Italian Pasta and Bean Soup
Ingredients
- 1 medium onion, cut into 8 pieces
- 2 medium carrots, cut into 2 inch pieces
- 2 tbsp chopped fresh parsley leaves
- 1 stalk celery, trimmed and sliced into 1 inch pieces
- 2 tbsp chopped fresh basil leaves
- ¼ lb fresh fennel
- ½ cup short tube pasta
- 1 large garlic clove, peeled
- 1 cup cooked white beans or canned white beans
- 2 cups canned chopped tomatoes, with their juices
- 4 cups chicken stock or vegetable stock
- 2 tsp olive oil
Remove the fennel stalks and leaves, and slice the bulbs in half. Add the onion, carrots, celery, fennel, and garlic to the food processor. Work the vegges until they are finely chopped for about 15 seconds. Pour the oil in a heavy saucepan and place over medium heat. Add the finely chopped vegetables to the pan and saute. After about 3 minutes, add in the tomatoes and stock, and increase the heat to high. Once it begins to bubble, reduce heat to medium-low, cover and simmer for 20 to 30 minutes. Uncover, and pour in the beans and pasta. Stir and cook for another 10 minutes until the pasta is cooked through but firm. Sprinkle on salt and pepper and then, add the basil and parsley. Serve fresh and hot.
Butternut Squash Soup
Ingredients
- 1 tbsp caster sugar
- 1 medium butternut squash (900 g -1 kg), peeled and chopped
- 50 ml low fat milk
- 3 to 4 cloves of garlic, peeled but whole
- 500 ml chicken stock
- 2 tsp Chinese five-spice powder
In a large heavy saucepan, combine the squash, garlic, the five-spice powder, sugar and stock. Heat it till it begins to bubble, then simmer for 20 minutes, by that time the squash should be cooked through and soft. Pour it onto a blender and whirl until smooth, and then add the milk. Transfer the soup into bowls, and add a dash of five-spice powder to each.

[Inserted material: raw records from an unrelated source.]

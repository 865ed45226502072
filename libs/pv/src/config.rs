/// Cluster-wide roots a dynamically-provisioned PV's backing path is derived
/// from (spec.md §4.5: "hostPath path rooted at a namespaced convention, or
/// nfs path under the configured export root"). Set from `cmd/apiserver` CLI
/// flags.
#[derive(Debug, Clone)]
pub struct PvProvisionerConfig {
    pub hostpath_root: String,
    pub nfs_server: String,
    pub nfs_export_root: String,
}

impl Default for PvProvisionerConfig {
    fn default() -> Self {
        Self {
            hostpath_root: "/var/lib/flotilla/volumes".to_string(),
            nfs_server: "nfs.flotilla.internal".to_string(),
            nfs_export_root: "/export/flotilla".to_string(),
        }
    }
}
use serde::{Deserialize, Serialize};

use crate::meta::ObjectMeta;

#[derive(Serialize, Deserialize, Debug, Clone, PartialEq, Eq)]
#[serde(rename_all = "camelCase")]
pub struct FunctionSpec {
    /// HTTP path the proxy routes invocations to, e.g. `/fn/resize-image`.
    pub trigger: String,
    /// Opaque reference (object-store URL or PV path) to the source archive
    /// the FaaS builder pulls before invoking the image build (spec.md §4.6).
    pub source_archive_ref: String,
}

/// `requests_since_tick` is a per-autoscaling-tick count, not a rate, per the
/// Open Question resolved in SPEC_FULL.md §9; the housekeeping loop resets it
/// to zero after each scaling decision.
#[derive(Serialize, Deserialize, Debug, Clone, PartialEq, Eq, Default)]
#[serde(rename_all = "camelCase")]
pub struct FunctionStatus {
    pub image: Option<String>,
    #[serde(default)]
    pub pod_names: Vec<String>,
    #[serde(default)]
    pub requests_since_tick: u64,
}

#[derive(Serialize, Deserialize, Debug, Clone, PartialEq, Eq)]
pub struct Function {
    pub meta: ObjectMeta,
    pub spec: FunctionSpec,
    #[serde(default)]
    pub status: FunctionStatus,
}

impl Function {
    pub fn new(meta: ObjectMeta, spec: FunctionSpec) -> Self {
        Self {
            meta,
            spec,
            status: FunctionStatus::default(),
        }
    }
}
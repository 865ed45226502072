use async_trait::async_trait;
use sha2::{Digest, Sha256};

/// Unpacks a Function's source archive, builds a container image, and pushes
/// it to a registry (spec.md §4.1 "Function create"). Kept behind a narrow
/// trait like the other backend seams in this workspace; the simulated
/// implementation derives a deterministic image reference from the archive's
/// content hash the same way the teacher's `libs/oauth2/src/image.rs`
/// fingerprints downloaded image bytes.
#[async_trait]
pub trait ImageBuilder: Send + Sync {
    async fn build_and_push(&self, function_name: &str, archive: &[u8]) -> Result<String, String>;
}

/// Maximum source archive size accepted for a build, mirroring the teacher's
/// `MAX_IMAGE_SIZE` guard on downloaded image bytes.
pub const MAX_ARCHIVE_SIZE: usize = 64 * 1024 * 1024;

pub struct SimulatedImageBuilder {
    registry: String,
}

impl SimulatedImageBuilder {
    pub fn new(registry: impl Into<String>) -> Self {
        Self { registry: registry.into() }
    }
}

#[async_trait]
impl ImageBuilder for SimulatedImageBuilder {
    async fn build_and_push(&self, function_name: &str, archive: &[u8]) -> Result<String, String> {
        if archive.is_empty() {
            return Err("source archive is empty".to_string());
        }
        if archive.len() > MAX_ARCHIVE_SIZE {
            return Err(format!(
                "source archive size {} exceeds maximum allowed size {MAX_ARCHIVE_SIZE} bytes",
                archive.len()
            ));
        }

        let mut hasher = Sha256::new();
        hasher.update(archive);
        let digest = format!("{:x}", hasher.finalize());
        let tag = &digest[..12];
        let image = format!("{}/{function_name}:{tag}", self.registry);

        tracing::info!(
            %image,
            archive_bytes = archive.len(),
            "simulated archive unpack, image build, and registry push"
        );
        Ok(image)
    }
}

#[cfg(test)]
mod tests {
    use super::*;

    #[tokio::test]
    async fn same_archive_produces_the_same_image_reference() {
        let builder = SimulatedImageBuilder::new("registry.flotilla.internal");
        let a = builder.build_and_push("resize-image", b"source bytes").await.unwrap();
        let b = builder.build_and_push("resize-image", b"source bytes").await.unwrap();
        assert_eq!(a, b);
    }

    #[tokio::test]
    async fn different_archives_produce_different_tags() {
        let builder = SimulatedImageBuilder::new("registry.flotilla.internal");
        let a = builder.build_and_push("resize-image", b"one").await.unwrap();
        let b = builder.build_and_push("resize-image", b"two").await.unwrap();
        assert_ne!(a, b);
    }

    #[tokio::test]
    async fn empty_archive_is_rejected() {
        let builder = SimulatedImageBuilder::new("registry.flotilla.internal");
        assert!(builder.build_and_push("resize-image", b"").await.is_err());
    }
}
use flotilla_api_client::{ClientError, FlotillaClient};
use flotilla_model::{Node, NodeStatus, Pod};
use rand::seq::SliceRandom;
use tracing::{info, warn};

use crate::metrics::SchedulerMetrics;

/// Filters `nodes` to those online and whose labels are a superset of the
/// Pod's `nodeSelector`, then picks uniformly at random — the same
/// filter-then-pick shape as Stellar-K8s's `Scheduler::filter_nodes` /
/// `schedule_pod`, minus its scoring stage (spec.md §4.2 names no scoring
/// function, only "filters... then picks uniformly at random").
pub fn pick_node<'a>(nodes: &'a [Node], pod: &Pod) -> Option<&'a Node> {
    let candidates: Vec<&Node> = nodes
        .iter()
        .filter(|n| n.status == NodeStatus::Online)
        .filter(|n| n.meta.labels_match(&pod.spec.node_selector))
        .collect();
    candidates.choose(&mut rand::thread_rng()).copied()
}

/// Attempts to bind one delivered Pod. Returns whether the caller should ack
/// the delivery (commit its offset): `true` on a successful bind or when the
/// Pod was deleted before the bind landed (spec.md §4.2: "the scheduler
/// swallows the not-found and commits"); `false` when no candidate Node is
/// available yet, or the bind call itself failed transiently — both leave the
/// delivery pending for redelivery on the next poll.
pub async fn schedule_one(client: &FlotillaClient, metrics: &SchedulerMetrics, pod: &Pod) -> bool {
    let name = &pod.meta.name;
    let namespace = match &pod.meta.namespace {
        Some(namespace) => namespace,
        None => {
            warn!(pod = %name, "pending pod has no namespace, dropping");
            return true;
        }
    };

    if pod.status.node_name.is_some() {
        info!(pod = %name, namespace, "pod already bound, acking stale redelivery");
        return true;
    }

    let nodes = match client.list_nodes().await {
        Ok(nodes) => nodes,
        Err(error) => {
            warn!(pod = %name, namespace, %error, "failed to list nodes, will retry");
            return false;
        }
    };

    let Some(node) = pick_node(&nodes, pod) else {
        warn!(pod = %name, namespace, "no candidate node online for pod's selector, will retry");
        return false;
    };
    let node_name = node.meta.name.clone();

    match client.bind_pod_to_node(namespace, name, &node_name).await {
        Ok(_) => {
            metrics.bind_succeeded();
            info!(pod = %name, namespace, node = %node_name, "bound pod to node");
            true
        }
        Err(ClientError::NotFound(_)) => {
            info!(pod = %name, namespace, "pod deleted before bind landed, swallowing");
            true
        }
        Err(error) => {
            metrics.bind_failed();
            warn!(pod = %name, namespace, node = %node_name, %error, "bind failed, will retry");
            false
        }
    }
}

#[cfg(test)]
mod tests {
    use std::collections::BTreeMap;

    use flotilla_model::{ObjectMeta, Pod, PodSpec};

    use super::*;

    fn node(name: &str, status: NodeStatus, labels: &[(&str, &str)]) -> Node {
        let labels = labels.iter().map(|(k, v)| (k.to_string(), v.to_string())).collect();
        let mut node = Node::new(name, "10.0.0.1:9000", labels);
        node.status = status;
        node
    }

    fn pod_with_selector(selector: &[(&str, &str)]) -> Pod {
        let mut pod = Pod::new(ObjectMeta::new("p1", Some("default".to_string())), PodSpec::default());
        pod.spec.node_selector = selector.iter().map(|(k, v)| (k.to_string(), v.to_string())).collect::<BTreeMap<_, _>>();
        pod
    }

    #[test]
    fn excludes_offline_nodes() {
        let nodes = vec![node("n1", NodeStatus::Offline, &[])];
        let pod = pod_with_selector(&[]);
        assert!(pick_node(&nodes, &pod).is_none());
    }

    #[test]
    fn excludes_nodes_missing_selector_labels() {
        let nodes = vec![node("n1", NodeStatus::Online, &[("zone", "a")])];
        let pod = pod_with_selector(&[("zone", "b")]);
        assert!(pick_node(&nodes, &pod).is_none());
    }

    #[test]
    fn picks_a_matching_online_node() {
        let nodes = vec![
            node("n1", NodeStatus::Online, &[("zone", "a")]),
            node("n2", NodeStatus::Offline, &[("zone", "a")]),
        ];
        let pod = pod_with_selector(&[("zone", "a")]);
        assert_eq!(pick_node(&nodes, &pod).map(|n| n.meta.name.as_str()), Some("n1"));
    }
}
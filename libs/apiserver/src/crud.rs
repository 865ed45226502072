use flotilla_model::{Kind, ObjectKey};
use flotilla_store::{KvStore, TypedKv};
use serde::de::DeserializeOwned;
use serde::Serialize;

use crate::error::{ApiError, Result};

/// Generic KV read/write helpers shared by every route module, addressed by
/// [`ObjectKey`] the way spec.md §6's `/{kind}s/{namespace}/{name}` key layout
/// describes. Kept thin and untyped-by-kind so each route file only has to
/// spell out its entity's own side effects (spec.md §4.1's per-entity contracts),
/// not key bookkeeping.
pub async fn list_all<T: DeserializeOwned>(kv: &dyn KvStore, kind: Kind) -> Result<Vec<T>> {
    let prefix = format!("/{}/", kind.plural());
    let entries = TypedKv::new(kv).list_prefix::<T>(&prefix).await?;
    Ok(entries.into_iter().map(|(_, v)| v).collect())
}

pub async fn list_namespaced<T: DeserializeOwned>(
    kv: &dyn KvStore,
    kind: Kind,
    namespace: &str,
) -> Result<Vec<T>> {
    let prefix = format!("/{}/{namespace}/", kind.plural());
    let entries = TypedKv::new(kv).list_prefix::<T>(&prefix).await?;
    Ok(entries.into_iter().map(|(_, v)| v).collect())
}

pub async fn get(kv: &dyn KvStore, key: &ObjectKey) -> Result<Option<Vec<u8>>> {
    Ok(kv.get(&key.kv_path()).await?)
}

pub async fn get_typed<T: DeserializeOwned>(kv: &dyn KvStore, key: &ObjectKey) -> Result<Option<T>> {
    Ok(TypedKv::new(kv).get(&key.kv_path()).await?)
}

pub async fn require<T: DeserializeOwned>(kv: &dyn KvStore, key: &ObjectKey) -> Result<T> {
    get_typed(kv, key).await?.ok_or_else(|| ApiError::NotFound(key.to_string()))
}

pub async fn exists(kv: &dyn KvStore, key: &ObjectKey) -> Result<bool> {
    Ok(get(kv, key).await?.is_some())
}

pub async fn put<T: Serialize + Sync>(kv: &dyn KvStore, key: &ObjectKey, value: &T) -> Result<()> {
    TypedKv::new(kv).set(&key.kv_path(), value).await?;
    Ok(())
}

/// Deletes `key`, returning whether it previously existed — the building block
/// for spec.md §4.1's "deleting an unknown object returns not-found, never
/// errors the caller" idempotent-delete contract.
pub async fn delete(kv: &dyn KvStore, key: &ObjectKey) -> Result<bool> {
    let existed = exists(kv, key).await?;
    kv.delete(&key.kv_path()).await?;
    Ok(existed)
}
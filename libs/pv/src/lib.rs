//! PVController: binds `Pending` PersistentVolumeClaims to named
//! PersistentVolumes, dynamically provisioning backing storage when the
//! named PV does not yet exist, materializing pre-declared `static` PVs, and
//! releasing orphaned bindings (spec.md §4.5).

pub mod backend;
pub mod config;
pub mod controller;
pub mod reconcile;

pub use backend::{LocalStorageBackend, StorageBackend};
pub use config::PvProvisionerConfig;
pub use controller::{run, CONTROLLER_ID};
pub mod dns;
pub mod functions;
pub mod hpas;
pub mod nodes;
pub mod pods;
pub mod replicasets;
pub mod services;
pub mod volumes;
pub mod workflows;

use axum::routing::{get, post, put};
use axum::Router;

use crate::state::AppState;

/// Mounts every domain route named in spec.md §6's route table onto a single
/// `Router<AppState>`. `cmd/apiserver` merges this with its own `/health` and
/// `/metrics` routes before binding a listener, mirroring the teacher's
/// `cmd/operator/src/main.rs` split between ambient routes (owned by the
/// binary) and domain routes (owned by the library).
pub fn router() -> Router<AppState> {
    Router::new()
        .route("/nodes", get(nodes::list_nodes))
        .route("/nodes/:name", put(nodes::register_or_heartbeat))
        .route("/nodes/:name/pods", get(nodes::node_pods))
        .route("/scheduler", post(pods::post_scheduler))
        .route(
            "/scheduler/namespaces/:namespace/pods/:name/nodes/:node",
            put(pods::bind_pod),
        )
        .route("/pods", get(pods::list_pods))
        .route(
            "/namespaces/:namespace/pods",
            get(pods::list_namespace_pods).post(pods::create_pod),
        )
        .route(
            "/namespaces/:namespace/pods/:name",
            get(pods::get_pod).put(pods::update_pod).delete(pods::delete_pod),
        )
        .route(
            "/namespaces/:namespace/pods/:name/status",
            get(pods::get_pod_status).put(pods::put_pod_status),
        )
        .route(
            "/namespaces/:namespace/pods/:name/ip",
            get(pods::get_pod_ip).patch(pods::patch_pod_ip),
        )
        .route("/replicasets", get(replicasets::list_all))
        .route(
            "/namespaces/:namespace/replicasets",
            get(replicasets::list_namespaced).post(replicasets::create),
        )
        .route(
            "/namespaces/:namespace/replicasets/:name",
            get(replicasets::get)
                .put(replicasets::update)
                .delete(replicasets::delete),
        )
        .route("/hpas", get(hpas::list_all))
        .route(
            "/namespaces/:namespace/hpas",
            get(hpas::list_namespaced).post(hpas::create),
        )
        .route(
            "/namespaces/:namespace/hpas/:name",
            get(hpas::get).put(hpas::update).delete(hpas::delete),
        )
        .route("/services", get(services::list_all))
        .route(
            "/namespaces/:namespace/services",
            get(services::list_namespaced).post(services::create),
        )
        .route(
            "/namespaces/:namespace/services/:name",
            get(services::get).put(services::update).delete(services::delete),
        )
        .route(
            "/namespaces/:namespace/services/:name/endpoints",
            get(services::get_endpoints),
        )
        .route("/dns", get(dns::list_all))
        .route(
            "/namespaces/:namespace/dns",
            get(dns::list_namespaced).post(dns::create),
        )
        .route(
            "/namespaces/:namespace/dns/:name",
            get(dns::get).put(dns::update).delete(dns::delete),
        )
        .route("/persistentvolumes", get(volumes::list_volumes).post(volumes::create_volume))
        .route(
            "/persistentvolumes/:name",
            get(volumes::get_volume)
                .put(volumes::update_volume)
                .delete(volumes::delete_volume),
        )
        .route("/persistentvolumeclaims", get(volumes::list_claims_all))
        .route(
            "/namespaces/:namespace/persistentvolumeclaims",
            get(volumes::list_claims_namespaced).post(volumes::create_claim),
        )
        .route(
            "/namespaces/:namespace/persistentvolumeclaims/:name",
            get(volumes::get_claim)
                .put(volumes::update_claim)
                .delete(volumes::delete_claim),
        )
        .route("/functions", get(functions::list_all))
        .route(
            "/namespaces/:namespace/functions",
            get(functions::list_namespaced).post(functions::create),
        )
        .route(
            "/namespaces/:namespace/functions/:name",
            get(functions::get)
                .put(functions::update)
                .delete(functions::delete)
                .patch(functions::invoke),
        )
        .route("/workflows", get(workflows::list_all))
        .route(
            "/namespaces/:namespace/workflows",
            get(workflows::list_namespaced).post(workflows::create),
        )
        .route(
            "/namespaces/:namespace/workflows/:name",
            get(workflows::get)
                .put(workflows::update)
                .delete(workflows::delete)
                .patch(workflows::invoke),
        )
}
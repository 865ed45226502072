use std::collections::HashMap;
use std::net::Ipv4Addr;
use std::sync::Mutex;

use flotilla_api_client::FlotillaClient;
use flotilla_model::Pod;

use crate::engine::ContainerEngine;
use crate::ipam::OverlayIpAllocator;
use crate::volumes::VolumeResolver;

/// What the agent remembers locally about one Pod it is running, independent
/// of the API server's copy — used by the reconcile pass and by DELETE/UPDATE
/// handling to know what to tear down.
#[derive(Debug, Clone, Default)]
pub struct LocalPodRecord {
    pub container_ids: Vec<String>,
    pub overlay_ip: Option<Ipv4Addr>,
    pub mount_points: Vec<String>,
}

fn pod_key(namespace: &str, name: &str) -> String {
    format!("{namespace}/{name}")
}

/// Everything shared between the agent's registration, heartbeat,
/// bus-consumer, and reconcile tasks.
pub struct AgentState {
    pub client: FlotillaClient,
    pub engine: Box<dyn ContainerEngine>,
    pub volumes: VolumeResolver,
    pub ips: OverlayIpAllocator,
    pub node_name: String,
    pods: Mutex<HashMap<String, LocalPodRecord>>,
}

impl AgentState {
    pub fn new(
        client: FlotillaClient,
        engine: Box<dyn ContainerEngine>,
        volumes: VolumeResolver,
        node_name: String,
    ) -> Self {
        Self {
            client,
            engine,
            volumes,
            ips: OverlayIpAllocator::new(),
            node_name,
            pods: Mutex::new(HashMap::new()),
        }
    }

    pub fn record_pod(&self, namespace: &str, name: &str, record: LocalPodRecord) {
        self.pods.lock().expect("pod table lock poisoned").insert(pod_key(namespace, name), record);
    }

    pub fn pod_record(&self, namespace: &str, name: &str) -> Option<LocalPodRecord> {
        self.pods.lock().expect("pod table lock poisoned").get(&pod_key(namespace, name)).cloned()
    }

    pub fn remove_pod(&self, namespace: &str, name: &str) -> Option<LocalPodRecord> {
        self.pods.lock().expect("pod table lock poisoned").remove(&pod_key(namespace, name))
    }

    /// `(namespace, name, record)` for every Pod the agent currently tracks,
    /// for the reconcile pass.
    pub fn all_pods(&self) -> Vec<(String, String, LocalPodRecord)> {
        self.pods
            .lock()
            .expect("pod table lock poisoned")
            .iter()
            .filter_map(|(key, record)| {
                let (namespace, name) = key.split_once('/')?;
                Some((namespace.to_string(), name.to_string(), record.clone()))
            })
            .collect()
    }
}

/// Picks the container image/command/ports/resources/security context for
/// the pause/infra container every Pod gets before its declared containers,
/// so siblings can share its network namespace (spec.md §4.3).
pub fn pause_container_name(pod: &Pod) -> String {
    format!("{}-{}-pause", pod.meta.namespace.as_deref().unwrap_or("default"), pod.meta.name)
}

pub fn container_name(pod: &Pod, container_name: &str) -> String {
    format!("{}-{}-{container_name}", pod.meta.namespace.as_deref().unwrap_or("default"), pod.meta.name)
}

If you need some low calorie chicken soup preparation, know that you can take your regular recipe and make it low calorie by replacing the high calorie ingredients like cream with milk, and eliminating butter all together. I do hope you enjoy these flavorful soups made by following these recipes, and make them a regular feature of your daily diet.